** Opening RECORDS FOR THIS EXERCISE block **
#[cfg(test)]
mod tests {
    use std::ops::Deref;

    use lady_deirdre::sync::Lazy;

    use crate::runtime::{
        fields,
        find_constructor,
        find_field,
        find_method,
        methods,
        params_compatible,
        Field,
        FieldDecl,
        FieldQuery,
        MethodDecl,
        MethodQuery,
        Primitive,
        RuntimeError,
        TypeMeta,
        Value,
    };

    struct Fixture {
        named: &'static TypeMeta,
        greeter: &'static TypeMeta,
        base: &'static TypeMeta,
        derived: &'static TypeMeta,
    }

    static FIXTURE: Lazy<Fixture> = Lazy::new(|| {
        let named = TypeMeta::interface("tests.resolve.Named")
            .method(MethodDecl::abstract_method("name", [], TypeMeta::string()))
            .build()
            .expect("Named declaration failed.");

        let greeter = TypeMeta::interface("tests.resolve.Greeter")
            .extends(named)
            .method(MethodDecl::new(
                "greet",
                [TypeMeta::string()],
                TypeMeta::string(),
                |mut invocation| {
                    let whom = invocation.take::<String>(0)?;

                    Ok(Value::from(format!("Hello, {whom}!")))
                },
            ))
            .build()
            .expect("Greeter declaration failed.");

        let base = TypeMeta::class("tests.resolve.Base")
            .implements(greeter)
            .field(FieldDecl::new("count", TypeMeta::int()))
            .field(FieldDecl::new("LIMIT", TypeMeta::long()).static_field())
            .method(MethodDecl::new("name", [], TypeMeta::string(), |_| {
                Ok(Value::from("base"))
            }))
            .method(MethodDecl::new(
                "scale",
                [TypeMeta::int(), TypeMeta::root()],
                TypeMeta::int(),
                |mut invocation| Ok(Value::Int(invocation.take::<i32>(0)? * 2)),
            ))
            .build()
            .expect("Base declaration failed.");

        let derived = TypeMeta::class("tests.resolve.Derived")
            .extends(base)
            .field(FieldDecl::new("count", TypeMeta::int()))
            .method(MethodDecl::new("name", [], TypeMeta::string(), |_| {
                Ok(Value::from("derived"))
            }))
            .build()
            .expect("Derived declaration failed.");

        Fixture {
            named,
            greeter,
            base,
            derived,
        }
    });

    #[test]
    fn test_field_lookup() {
        let fixture = FIXTURE.deref();

        let count = find_field(fixture.derived, &FieldQuery::Name("COUNT")).unwrap();

        assert_eq!(count.owner, fixture.derived);

        let limit = find_field(fixture.derived, &FieldQuery::Name("limit")).unwrap();

        assert_eq!(limit.owner, fixture.base);
        assert!(limit.is_static());

        let by_type = find_field(fixture.derived, &FieldQuery::Type(TypeMeta::long())).unwrap();

        assert!(std::ptr::eq(by_type, limit));

        let by_predicate = find_field(
            fixture.derived,
            &FieldQuery::Predicate(&|field: &Field| field.owner == fixture.base && !field.is_static()),
        )
        .unwrap();

        assert_eq!(by_predicate.name(), "count");
        assert_eq!(by_predicate.owner, fixture.base);

        let names = fields(fixture.derived)
            .into_iter()
            .map(|field| (field.owner.simple_name(), field.name()))
            .collect::<Vec<_>>();

        assert_eq!(
            names,
            [("Derived", "count"), ("Base", "LIMIT"), ("Base", "count")],
        );
    }

    #[test]
    fn test_field_not_found() {
        let fixture = FIXTURE.deref();

        match find_field(fixture.derived, &FieldQuery::Type(TypeMeta::root())) {
            Err(error @ RuntimeError::NotFound { .. }) => {
                assert_eq!(
                    error.to_string(),
                    "could not find field of type core.Object in tests.resolve.Derived",
                );
            }

            other => panic!("Unexpected result: {other:?}"),
        }

        assert!(find_field(fixture.derived, &FieldQuery::Name("missing"))
            .unwrap_err()
            .is_not_found());
    }

    #[test]
    fn test_method_parameters() {
        let fixture = FIXTURE.deref();
        let integer = TypeMeta::wrapper(Primitive::Int);

        let scale = find_method(
            fixture.derived,
            &MethodQuery::named("scale").params([Some(integer), None]),
        )
        .unwrap();

        assert_eq!(scale.owner, fixture.base);

        let same = find_method(
            fixture.derived,
            &MethodQuery::named("Scale")
                .returns(TypeMeta::int())
                .params([Some(TypeMeta::int()), Some(TypeMeta::string())]),
        )
        .unwrap();

        assert!(std::ptr::eq(scale, same));

        assert!(find_method(fixture.derived, &MethodQuery::named("scale").params([Some(integer)]))
            .unwrap_err()
            .is_not_found());

        assert!(find_method(
            fixture.derived,
            &MethodQuery::named("scale").params([Some(TypeMeta::long()), None]),
        )
        .unwrap_err()
        .is_not_found());

        assert!(find_method(
            fixture.derived,
            &MethodQuery::named("scale").returns(TypeMeta::string()),
        )
        .unwrap_err()
        .is_not_found());
    }

    #[test]
    fn test_method_search_order() {
        let fixture = FIXTURE.deref();

        let name = find_method(fixture.derived, &MethodQuery::named("name")).unwrap();

        assert_eq!(name.owner, fixture.derived);

        let name = find_method(fixture.base, &MethodQuery::named("name")).unwrap();

        assert_eq!(name.owner, fixture.base);

        let greet = find_method(fixture.derived, &MethodQuery::named("greet")).unwrap();

        assert_eq!(greet.owner, fixture.greeter);

        let name = find_method(fixture.greeter, &MethodQuery::named("name")).unwrap();

        assert_eq!(name.owner, fixture.named);
        assert!(!name.has_body());

        let listed = methods(fixture.derived)
            .into_iter()
            .map(|method| (method.owner.simple_name(), method.name()))
            .collect::<Vec<_>>();

        assert_eq!(
            listed,
            [
                ("Derived", "name"),
                ("Base", "name"),
                ("Base", "scale"),
                ("Greeter", "greet"),
            ],
        );
    }

    #[test]
    fn test_method_not_found() {
        let fixture = FIXTURE.deref();

        let error = find_method(
            fixture.derived,
            &MethodQuery::named("greet").params([Some(TypeMeta::int())]),
        )
        .unwrap_err();

        assert!(error.to_string().starts_with(
            "could not find method ? greet(int) in tests.resolve.Derived"
        ));

        let error = find_method(fixture.derived, &MethodQuery::new().returns(TypeMeta::double()))
            .unwrap_err();

        assert_eq!(
            error.to_string(),
            "could not find method double ?(..) in tests.resolve.Derived",
        );
    }

    #[cfg(feature = "suggestions")]
    #[test]
    fn test_suggestions() {
        let fixture = FIXTURE.deref();

        let error = find_method(fixture.derived, &MethodQuery::named("nmae")).unwrap_err();

        assert_eq!(
            error.to_string(),
            "could not find method ? nmae(..) in tests.resolve.Derived, did you mean `name`?",
        );

        let error = find_field(fixture.derived, &FieldQuery::Name("cuont")).unwrap_err();

        assert_eq!(
            error.to_string(),
            "could not find field cuont in tests.resolve.Derived, did you mean `count`?",
        );
    }

    static JOINER: Lazy<&'static TypeMeta> = Lazy::new(|| {
        let integer = TypeMeta::wrapper(Primitive::Int);

        TypeMeta::class("tests.resolve.Joiner")
            .method(
                MethodDecl::new(
                    "join",
                    [TypeMeta::array_of(TypeMeta::string())],
                    TypeMeta::string(),
                    |_| Ok(Value::from("joined")),
                )
                .static_method(),
            )
            .method(
                MethodDecl::new(
                    "total",
                    [TypeMeta::array_of(integer)],
                    TypeMeta::int(),
                    |_| Ok(Value::Int(0)),
                )
                .static_method(),
            )
            .method(
                MethodDecl::new("inspect", [TypeMeta::root()], TypeMeta::string(), |_| {
                    Ok(Value::from("inspected"))
                })
                .static_method(),
            )
            .build()
            .expect("Joiner declaration failed.")
    });

    #[test]
    fn test_array_parameters() {
        let joiner = *JOINER.deref();
        let strings = TypeMeta::array_of(TypeMeta::string());
        let objects = TypeMeta::array_of(TypeMeta::root());
        let integer = TypeMeta::wrapper(Primitive::Int);

        let join = find_method(joiner, &MethodQuery::named("join").params([Some(strings)])).unwrap();

        assert_eq!(join.name(), "join");

        assert!(find_method(joiner, &MethodQuery::named("join").params([Some(objects)]))
            .unwrap_err()
            .is_not_found());

        assert!(
            find_method(joiner, &MethodQuery::named("join").params([Some(TypeMeta::string())]))
                .unwrap_err()
                .is_not_found()
        );

        assert!(find_method(joiner, &MethodQuery::named("inspect").params([Some(strings)]))
            .unwrap_err()
            .is_not_found());

        assert!(find_method(
            joiner,
            &MethodQuery::named("total").params([Some(TypeMeta::array_of(TypeMeta::int()))]),
        )
        .unwrap_err()
        .is_not_found());

        assert!(find_method(
            joiner,
            &MethodQuery::named("total").params([Some(TypeMeta::array_of(integer))]),
        )
        .is_ok());

        assert!(!params_compatible(&[Some(strings)], &[TypeMeta::root()]));
        assert!(!params_compatible(&[Some(objects)], &[strings]));
        assert!(params_compatible(&[Some(strings)], &[strings]));
    }

    #[test]
    fn test_constructor_lookup() {
        let fixture = FIXTURE.deref();

        let constructor = find_constructor(fixture.derived, &[]).unwrap();

        assert_eq!(constructor.name(), "Derived");

        assert!(find_constructor(fixture.derived, &[Some(TypeMeta::int())])
            .unwrap_err()
            .is_not_found());

        assert!(find_constructor(fixture.greeter, &[])
            .unwrap_err()
            .is_not_found());
    }
}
** Closing RECORDS FOR THIS EXERCISE block **
* _TASK STATEMENT_
From the line that holds "assert!(find_constructor(fixture.greeter, &[])" to the last line of the records above, print each line exactly. Add nothing else.

* _RESPONSE BOX_
        assert!(find_constructor(fixture.greeter, &[])
            .unwrap_err()
            .is_not_found());
    }
}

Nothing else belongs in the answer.